Mr.

Saini: This is the information you need to start the procedure of the
Sanitary Registration of Health. HERE, YO CAN SEE THE REQUIREMENTS.
SANITARY REGISTRATION? WHAT IS?

It is the authorization so that a product of sanitary interest can be manufactured,

imported, packed or ordered once all the technical and legal requirements are
fulfilled.

They are products of sanitary interest: food and beverages, medicines, cosmetics,
hygienic products, dangerous substances, devices and equipment for medical use,
natural products, laboratory reagents and others that are considered by the health
authority. These are classified as:

Risk A, or high risk; Risk B, or medium risk; and Risk C, or low risk. (See the
classification of products in annex 2).

➢ Who performs the procedure: The owner, through a legal professional.

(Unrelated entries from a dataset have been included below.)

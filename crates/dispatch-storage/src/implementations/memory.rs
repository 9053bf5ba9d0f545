//! In-memory storage backend implementation.
//!
//! This module provides a memory-based implementation of the
//! StorageInterface trait, useful for testing and development scenarios
//! where persistence is not required.

use crate::{StorageError, StorageInterface};
use async_trait::async_trait;
use dispatch_types::{ConfigSchema, Schema, ValidationError};
use std::collections::HashMap;
use std::sync::Arc;
use tokio::sync::RwLock;

/// In-memory storage implementation.
///
/// This implementation stores data in a HashMap in memory, providing fast
/// access but no persistence across restarts.
pub struct MemoryStorage {
	/// The in-memory store protected by a read-write lock.
	store: Arc<RwLock<HashMap<String, Vec<u8>>>>,
}

impl MemoryStorage {
	/// Creates a new MemoryStorage instance.
	pub fn new() -> Self {
		Self {
			store: Arc::new(RwLock::new(HashMap::new())),
		}
	}
}

impl Default for MemoryStorage {
	fn default() -> Self {
		Self::new()
	}
}

#[async_trait]
impl StorageInterface for MemoryStorage {
	async fn get_bytes(&self, key: &str) -> Result<Vec<u8>, StorageError> {
		let store = self.store.read().await;
		store.get(key).cloned().ok_or(StorageError::NotFound)
	}

	async fn set_bytes(&self, key: &str, value: Vec<u8>) -> Result<(), StorageError> {
		let mut store = self.store.write().await;
		store.insert(key.to_string(), value);
		Ok(())
	}

	async fn delete(&self, key: &str) -> Result<(), StorageError> {
		let mut store = self.store.write().await;
		store.remove(key);
		Ok(())
	}

	async fn exists(&self, key: &str) -> Result<bool, StorageError> {
		let store = self.store.read().await;
		Ok(store.contains_key(key))
	}

	async fn list_keys(&self, prefix: &str) -> Result<Vec<String>, StorageError> {
		let store = self.store.read().await;
		Ok(store
			.keys()
			.filter(|k| k.starts_with(prefix))
			.cloned()
			.collect())
	}

	fn config_schema(&self) -> Box<dyn ConfigSchema> {
		Box::new(MemoryStorageSchema)
	}
}

/// Configuration schema for MemoryStorage.
pub struct MemoryStorageSchema;

impl ConfigSchema for MemoryStorageSchema {
	fn validate(&self, config: &toml::Value) -> Result<(), ValidationError> {
		// Memory storage has no required configuration
		let schema = Schema::new(vec![], vec![]);
		schema.validate(config)
	}
}

/// Factory function to create a memory storage backend from configuration.
///
/// Configuration parameters:
/// - None required for memory storage
pub fn create_storage(_config: &toml::Value) -> Result<Box<dyn StorageInterface>, StorageError> {
	Ok(Box::new(MemoryStorage::new()))
}

#[cfg(test)]
mod tests {
	use super::*;

	#[tokio::test]
	async fn test_basic_operations() {
		let storage = MemoryStorage::new();

		let key = "orders:o1";
		let value = b"payload".to_vec();
		storage.set_bytes(key, value.clone()).await.unwrap();

		let retrieved = storage.get_bytes(key).await.unwrap();
		assert_eq!(retrieved, value);

		assert!(storage.exists(key).await.unwrap());

		storage.delete(key).await.unwrap();
		assert!(!storage.exists(key).await.unwrap());

		let result = storage.get_bytes(key).await;
		assert!(matches!(result, Err(StorageError::NotFound)));
	}

	#[tokio::test]
	async fn test_list_keys_filters_by_prefix() {
		let storage = MemoryStorage::new();
		storage.set_bytes("orders:o1", vec![1]).await.unwrap();
		storage.set_bytes("orders:o2", vec![2]).await.unwrap();
		storage.set_bytes("payouts:p1", vec![3]).await.unwrap();

		let mut keys = storage.list_keys("orders:").await.unwrap();
		keys.sort();
		assert_eq!(keys, vec!["orders:o1", "orders:o2"]);
	}
}
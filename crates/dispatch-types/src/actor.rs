//! Actor identity types.
//!
//! Every workflow operation takes the acting identity explicitly; the core
//! never relies on ambient session state. Surfaces resolve a session token
//! to an `Actor` before calling in.

use serde::{Deserialize, Serialize};
use std::fmt;

/// The identity performing a workflow operation.
#[derive(Debug, Clone, Serialize, Deserialize, PartialEq, Eq)]
pub struct Actor {
	/// Opaque identifier of the acting party.
	pub id: String,
	/// Role the party acts under.
	pub role: ActorRole,
}

impl Actor {
	pub fn new(id: impl Into<String>, role: ActorRole) -> Self {
		Self {
			id: id.into(),
			role,
		}
	}

	/// Shorthand for a vendor actor.
	pub fn vendor(id: impl Into<String>) -> Self {
		Self::new(id, ActorRole::Vendor)
	}

	/// Shorthand for a driver actor.
	pub fn driver(id: impl Into<String>) -> Self {
		Self::new(id, ActorRole::Driver)
	}

	/// Shorthand for a customer actor.
	pub fn customer(id: impl Into<String>) -> Self {
		Self::new(id, ActorRole::Customer)
	}

	/// The system actor used by internal jobs such as the payout sweep.
	pub fn system() -> Self {
		Self::new("system", ActorRole::System)
	}
}

/// Roles permitted to trigger workflow operations.
#[derive(Debug, Clone, Copy, Serialize, Deserialize, PartialEq, Eq, Hash)]
#[serde(rename_all = "SCREAMING_SNAKE_CASE")]
pub enum ActorRole {
	Vendor,
	Driver,
	Customer,
	Admin,
	System,
}

impl fmt::Display for ActorRole {
	fn fmt(&self, f: &mut fmt::Formatter<'_>) -> fmt::Result {
		let name = match self {
			ActorRole::Vendor => "VENDOR",
			ActorRole::Driver => "DRIVER",
			ActorRole::Customer => "CUSTOMER",
			ActorRole::Admin => "ADMIN",
			ActorRole::System => "SYSTEM",
		};
		write!(f, "{}", name)
	}
}
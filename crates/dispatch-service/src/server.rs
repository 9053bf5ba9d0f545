//! HTTP server for the dispatch workflow API.
//!
//! Builds the router over the workflow engine and serves it. All handler
//! logic lives in the `apis` modules; this module only wires routes and
//! middleware.

use axum::{
	routing::{get, post},
	Router,
};
use dispatch_config::ApiConfig;
use dispatch_core::WorkflowEngine;
use std::sync::Arc;
use tokio::net::TcpListener;
use tower::ServiceBuilder;
use tower_http::cors::CorsLayer;

use crate::apis;

/// Shared application state for the API server.
#[derive(Clone)]
pub struct AppState {
	/// Reference to the workflow engine for processing requests.
	pub engine: Arc<WorkflowEngine>,
}

/// Starts the HTTP server for the API.
pub async fn start_server(
	api_config: ApiConfig,
	engine: Arc<WorkflowEngine>,
) -> Result<(), Box<dyn std::error::Error>> {
	let app_state = AppState { engine };

	let app = Router::new()
		.nest(
			"/api",
			Router::new()
				.route("/orders", post(apis::order::submit))
				.route("/orders/{id}", get(apis::order::get_by_id))
				.route("/orders/{id}/accept", post(apis::order::accept))
				.route("/orders/{id}/status", post(apis::order::update_status))
				.route("/orders/{id}/cancel", post(apis::order::cancel))
				.route(
					"/orders/{id}/pickup-code",
					post(apis::verification::generate_pickup_code),
				)
				.route(
					"/orders/{id}/delivery-otp",
					post(apis::verification::generate_delivery_otp),
				)
				.route(
					"/orders/{id}/verify-pickup",
					post(apis::verification::verify_pickup),
				)
				.route(
					"/orders/{id}/verify-delivery",
					post(apis::verification::verify_delivery),
				)
				.route("/wallets/{owner}/summary", get(apis::wallet::summary))
				.route("/wallets/{owner}/payouts", get(apis::wallet::payouts)),
		)
		.layer(ServiceBuilder::new().layer(CorsLayer::permissive()))
		.with_state(app_state);

	let bind_address = format!("{}:{}", api_config.host, api_config.port);
	let listener = TcpListener::bind(&bind_address).await?;

	tracing::info!("Dispatch API server starting on {}", bind_address);

	axum::serve(listener, app).await?;

	Ok(())
}
impl WorkflowEngine {
	/// Builds an engine from validated configuration and a storage backend.
	pub fn new(config: Config, backend: Box<dyn StorageInterface>) -> Result<Self, EngineError> {
		let storage = Arc::new(StorageService::new(backend));
		let state_machine = Arc::new(OrderStateMachine::new(storage.clone()));

		let verification = VerificationService::new(
			state_machine.clone(),
			CodeGenerator::new(config.verification.pickup_code_length),
			Duration::from_secs(config.verification.otp_ttl_seconds),
		);

		let payout_method = match config.wallet.payout_method.as_str() {
			"upi" => PayoutMethod::Upi,
			"bank_transfer" => PayoutMethod::BankTransfer,
			other => {
				return Err(EngineError::Config(format!(
					"Unknown payout method: {}",
					other
				)))
			},
		};
		let wallet = WalletService::new(
			storage,
			WalletPolicy {
				hold_period: Duration::from_secs(config.wallet.hold_hours * 3600),
				commission_percent: config.wallet.commission_percent,
				driver_share_percent: config.wallet.driver_share_percent,
				minimum_payout: Decimal::from(config.wallet.minimum_payout),
				payout_method,
			},
		);

		Ok(Self {
			config,
			state_machine,
			verification,
			wallet,
			event_bus: EventBus::new(1000),
		})
	}

	/// Subscribes to workflow events.
	pub fn subscribe(&self) -> broadcast::Receiver<WorkflowEvent> {
		self.event_bus.subscribe()
	}

	/// Submits a new order on behalf of the authenticated buyer.
	pub async fn submit_order(
		&self,
		request: NewOrderRequest,
		actor: &Actor,
	) -> Result<Order, WorkflowError> {
		require_role(actor, ActorRole::Customer)?;
		if request.restaurant_id.trim().is_empty() {
			return Err(WorkflowError::InvalidRequest(
				"restaurantId must not be empty".to_string(),
			));
		}
		if request.amount <= Decimal::ZERO {
			return Err(WorkflowError::InvalidRequest(
				"Order amount must be positive".to_string(),
			));
		}

		let now = current_timestamp();
		let order = Order {
			id: uuid::Uuid::new_v4().to_string(),
			status: OrderStatus::Pending,
			restaurant_id: request.restaurant_id,
			driver_id: None,
			buyer_id: actor.id.clone(),
			payment: Payment {
				method: request.payment_method,
				amount: request.amount,
				transaction_id: request.transaction_id,
			},
			verification: Verification::default(),
			created_at: now,
			updated_at: now,
		};
		self.state_machine.store_order(&order).await?;

		self.event_bus.publish(WorkflowEvent::Order(OrderEvent::Submitted {
			order_id: order.id.clone(),
		}));
		tracing::info!(
			order_id = %truncate_id(&order.id),
			buyer_id = %order.buyer_id,
			amount = %order.payment.amount,
			"Order submitted"
		);
		Ok(order)
	}

	/// Fetches an order by id.
	pub async fn get_order(&self, order_id: &str) -> Result<Order, WorkflowError> {
		self.state_machine.get_order(order_id).await
	}

	/// Claims a READY_FOR_PICKUP order for the acting driver.
	pub async fn accept_order(&self, order_id: &str, actor: &Actor) -> Result<Order, WorkflowError> {
		require_role(actor, ActorRole::Driver)?;
		let order = self.state_machine.claim(order_id, &actor.id).await?;

		self.event_bus.publish(WorkflowEvent::Order(OrderEvent::StatusChanged {
			order_id: order.id.clone(),
			from: OrderStatus::ReadyForPickup,
			to: OrderStatus::Accepted,
		}));
		self.event_bus.publish(WorkflowEvent::Order(OrderEvent::Claimed {
			order_id: order.id.clone(),
			driver_id: actor.id.clone(),
		}));
		Ok(order)
	}

	/// Moves an order along a lifecycle edge on behalf of an actor.
	///
	/// Edges with bound side effects issue their code inside the same
	/// persist as the status change: READY_FOR_PICKUP gets a fresh pickup
	/// code (returned to the vendor caller), ARRIVED_AT_CUSTOMER gets a
	/// fresh delivery OTP (broadcast for customer notification).
	pub async fn update_order_status(
		&self,
		order_id: &str,
		to: OrderStatus,
		actor: &Actor,
	) -> Result<StatusUpdate, WorkflowError> {
		// The pre-transition status comes back from under the order lock,
		// so the published event never carries a stale `from`.
		let (from, update) = match to {
			OrderStatus::ReadyForPickup => {
				let code = self.verification.new_pickup_code();
				let issued = code.clone();
				let (from, order) = self
					.state_machine
					.transition_with(order_id, to, actor, move |order| {
						VerificationService::set_pickup_code(order, code);
					})
					.await?;
				self.event_bus
					.publish(WorkflowEvent::Verification(VerificationEvent::PickupCodeIssued {
						order_id: order.id.clone(),
					}));
				(
					from,
					StatusUpdate {
						order,
						pickup_code: Some(issued),
					},
				)
			},
			OrderStatus::ArrivedAtCustomer => {
				let issued_at = current_timestamp();
				let (otp, expires_at) = self.verification.new_delivery_otp();
				let issued = otp.clone();
				let (from, order) = self
					.state_machine
					.transition_with(order_id, to, actor, move |order| {
						VerificationService::set_delivery_otp(order, otp, issued_at, expires_at);
					})
					.await?;
				self.event_bus
					.publish(WorkflowEvent::Verification(VerificationEvent::DeliveryOtpIssued {
						order_id: order.id.clone(),
						otp: issued,
						expires_at,
					}));
				(
					from,
					StatusUpdate {
						order,
						pickup_code: None,
					},
				)
			},
			_ => {
				let (from, order) = self
					.state_machine
					.transition_with(order_id, to, actor, |_| {})
					.await?;
				(
					from,
					StatusUpdate {
						order,
						pickup_code: None,
					},
				)
			},
		};

		self.event_bus.publish(WorkflowEvent::Order(OrderEvent::StatusChanged {
			order_id: update.order.id.clone(),
			from,
			to,
		}));
		if to == OrderStatus::Cancelled {
			self.event_bus.publish(WorkflowEvent::Order(OrderEvent::Cancelled {
				order_id: update.order.id.clone(),
			}));
		}
		Ok(update)
	}

	/// Cancels an order, invalidating its pending codes.
	pub async fn cancel_order(&self, order_id: &str, actor: &Actor) -> Result<Order, WorkflowError> {
		let update = self
			.update_order_status(order_id, OrderStatus::Cancelled, actor)
			.await?;
		Ok(update.order)
	}

	/// Re-issues a pickup code, shown on the vendor surface.
	///
	/// Only the order's own vendor (or an admin) may read it.
	pub async fn generate_pickup_code(
		&self,
		order_id: &str,
		actor: &Actor,
	) -> Result<String, WorkflowError> {
		let order = self.state_machine.get_order(order_id).await?;
		require_vendor_of(&order, actor)?;

		let code = self.verification.issue_pickup_code(order_id).await?;
		self.event_bus
			.publish(WorkflowEvent::Verification(VerificationEvent::PickupCodeIssued {
				order_id: order_id.to_string(),
			}));
		Ok(code)
	}

	/// Re-issues a delivery OTP, shown on the customer surface.
	///
	/// Only the order's buyer (or an admin or the system, for the
	/// notification path) may trigger it. Returns the OTP and its expiry.
	pub async fn generate_delivery_otp(
		&self,
		order_id: &str,
		actor: &Actor,
	) -> Result<(String, u64), WorkflowError> {
		let order = self.state_machine.get_order(order_id).await?;
		require_buyer_of(&order, actor)?;

		let (otp, expires_at) = self.verification.issue_delivery_otp(order_id).await?;
		self.event_bus
			.publish(WorkflowEvent::Verification(VerificationEvent::DeliveryOtpIssued {
				order_id: order_id.to_string(),
				otp: otp.clone(),
				expires_at,
			}));
		Ok((otp, expires_at))
	}

	/// Verifies a pickup code submitted by the acting driver.
	pub async fn verify_pickup(
		&self,
		order_id: &str,
		code: &str,
		actor: &Actor,
	) -> Result<Order, WorkflowError> {
		require_role(actor, ActorRole::Driver)?;
		let order = self.verification.verify_pickup(order_id, code, &actor.id).await?;

		self.event_bus
			.publish(WorkflowEvent::Verification(VerificationEvent::PickupVerified {
				order_id: order.id.clone(),
				driver_id: actor.id.clone(),
			}));
		self.event_bus.publish(WorkflowEvent::Order(OrderEvent::StatusChanged {
			order_id: order.id.clone(),
			from: OrderStatus::Accepted,
			to: OrderStatus::PickedUp,
		}));
		Ok(order)
	}

	/// Verifies a delivery OTP submitted by the acting driver.
	///
	/// On success the order is DELIVERED and earnings are credited as HELD
	/// wallet entries for the driver and the vendor.
	pub async fn verify_delivery(
		&self,
		order_id: &str,
		otp: &str,
		actor: &Actor,
	) -> Result<Order, WorkflowError> {
		require_role(actor, ActorRole::Driver)?;
		let order = match self.verification.verify_delivery(order_id, otp, &actor.id).await {
			Ok(order) => order,
			Err(WorkflowError::AlreadyConsumed) => {
				// An earlier attempt may have persisted DELIVERED and then
				// failed the wallet write; re-credit before reporting.
				self.recover_missing_credit(order_id).await?;
				return Err(WorkflowError::AlreadyConsumed);
			},
			Err(e) => return Err(e),
		};

		self.credit_delivered(&order).await?;

		self.event_bus
			.publish(WorkflowEvent::Verification(VerificationEvent::DeliveryVerified {
				order_id: order.id.clone(),
				driver_id: actor.id.clone(),
			}));
		self.event_bus.publish(WorkflowEvent::Order(OrderEvent::StatusChanged {
			order_id: order.id.clone(),
			from: OrderStatus::ArrivedAtCustomer,
			to: OrderStatus::Delivered,
		}));
		Ok(order)
	}

	/// Credits HELD earnings for a delivered order and publishes each entry.
	async fn credit_delivered(&self, order: &Order) -> Result<(), WorkflowError> {
		let entries = self
			.wallet
			.credit_delivery(order, current_timestamp())
			.await
			.map_err(wallet_error)?;
		for entry in entries {
			self.event_bus.publish(WorkflowEvent::Wallet(WalletEvent::EntryCredited {
				entry_id: entry.id,
				owner_id: entry.owner_id,
				order_id: entry.order_id,
				amount: entry.amount,
			}));
		}
		Ok(())
	}

	/// Re-credits a DELIVERED order whose wallet entries are missing.
	///
	/// Delivery verification persists DELIVERED before crediting, so a storage
	/// failure between the two leaves earnings uncredited while every retry
	/// reports AlreadyConsumed. This closes that gap.
	async fn recover_missing_credit(&self, order_id: &str) -> Result<(), WorkflowError> {
		let order = self.state_machine.get_order(order_id).await?;
		if order.status != OrderStatus::Delivered {
			return Ok(());
		}
		if self.wallet.has_credited(&order).await.map_err(wallet_error)? {
			return Ok(());
		}
		tracing::warn!(order_id = %order.id, "Delivered order missing wallet entries, re-crediting");
		self.credit_delivered(&order).await
	}

	/// Returns an owner's wallet balance summary.
	pub async fn wallet_summary(
		&self,
		owner_id: &str,
		actor: &Actor,
	) -> Result<WalletSummary, WorkflowError> {
		require_owner_or_admin(owner_id, actor)?;
		self.wallet
			.summary(owner_id, current_timestamp())
			.await
			.map_err(wallet_error)
	}

	/// Returns an owner's payouts, newest first.
	pub async fn payout_history(
		&self,
		owner_id: &str,
		actor: &Actor,
	) -> Result<Vec<Payout>, WorkflowError> {
		require_owner_or_admin(owner_id, actor)?;
		self.wallet.payout_history(owner_id).await.map_err(wallet_error)
	}

	/// Records a transfer confirmation from the payment rail.
	pub async fn mark_payout_completed(
		&self,
		payout_id: &str,
		utr: &str,
		actor: &Actor,
	) -> Result<Payout, WorkflowError> {
		require_operator(actor)?;
		let payout = self
			.wallet
			.complete_payout(payout_id, utr)
			.await
			.map_err(wallet_error)?;
		self.event_bus.publish(WorkflowEvent::Wallet(WalletEvent::PayoutCompleted {
			payout_id: payout.id.clone(),
			utr: utr.to_string(),
		}));
		Ok(payout)
	}

	/// Records a transfer failure; the payout's entries go back to
	/// AVAILABLE for the next sweep.
	pub async fn mark_payout_failed(
		&self,
		payout_id: &str,
		reason: &str,
		actor: &Actor,
	) -> Result<Payout, WorkflowError> {
		require_operator(actor)?;
		let payout = self
			.wallet
			.fail_payout(payout_id, reason)
			.await
			.map_err(wallet_error)?;
		self.event_bus.publish(WorkflowEvent::Wallet(WalletEvent::PayoutFailed {
			payout_id: payout.id.clone(),
			reason: reason.to_string(),
		}));
		Ok(payout)
	}

	/// Runs the background sweeps until a shutdown signal arrives.
	///
	/// Held entries are released on a fixed interval; the payout sweep
	/// runs once per local day at the configured hour. Sweep failures are
	/// logged and retried on the next tick, never fatal.
	pub async fn run(&self) -> Result<(), EngineError> {
		let release_secs = self.config.wallet.release_interval_seconds.max(1);
		let mut release_ticker = tokio::time::interval(Duration::from_secs(release_secs));
		let mut sweep_ticker = tokio::time::interval(Duration::from_secs(60));
		let mut last_sweep_day: Option<chrono::NaiveDate> = None;

		tracing::info!(
			service_id = %self.config.service.id,
			release_interval_seconds = release_secs,
			payout_hour = self.config.wallet.payout_hour,
			"Workflow engine started"
		);

		loop {
			tokio::select! {
				_ = release_ticker.tick() => {
					match self.wallet.release_due(current_timestamp()).await {
						Ok(0) => {},
						Ok(count) => {
							self.event_bus.publish(WorkflowEvent::Wallet(
								WalletEvent::EntriesReleased { count },
							));
						},
						Err(e) => tracing::error!(error = %e, "Hold release sweep failed"),
					}
				}
				_ = sweep_ticker.tick() => {
					let now_local = chrono::Local::now();
					let today = now_local.date_naive();
					if now_local.hour() == self.config.wallet.payout_hour
						&& last_sweep_day != Some(today)
					{
						match self.wallet.sweep_payouts(current_timestamp()).await {
							Ok(payouts) => {
								last_sweep_day = Some(today);
								for payout in payouts {
									self.event_bus.publish(WorkflowEvent::Wallet(
										WalletEvent::PayoutCreated {
											payout_id: payout.id,
											owner_id: payout.owner_id,
											amount: payout.amount,
										},
									));
								}
							},
							Err(e) => tracing::error!(error = %e, "Payout sweep failed"),
						}
					}
				}
				_ = tokio::signal::ctrl_c() => {
					tracing::info!("Shutdown signal received, stopping engine");
					break;
				}
			}
		}
		Ok(())
	}
}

➢ Where it is carried out: The records of medicines, cosmetics and personal

hygiene products can only be made in Tegucigalpa, in the General Directorate
of Surveillance of the regulatory framework, through the Department of
Surveillance of the Sanitary Regulatory Framework, located in the annex
building no. 1 of the Secretary of Health, in front of Farmacia Regis, avenida
Jerez.

Food products for human consumption must be registered with the Ministry of Health,
the Surveillance Department of the regulatory framework, the General Directorate for
Surveillance of the regulatory framework, the Metropolitan Region, the Fire
Department, Tegucigalpa and the Sanitary Regulation Regions of San Pedro Sula, La
Ceiba, Santa Barbara, Comayagua, Juticalpa and Choluteca.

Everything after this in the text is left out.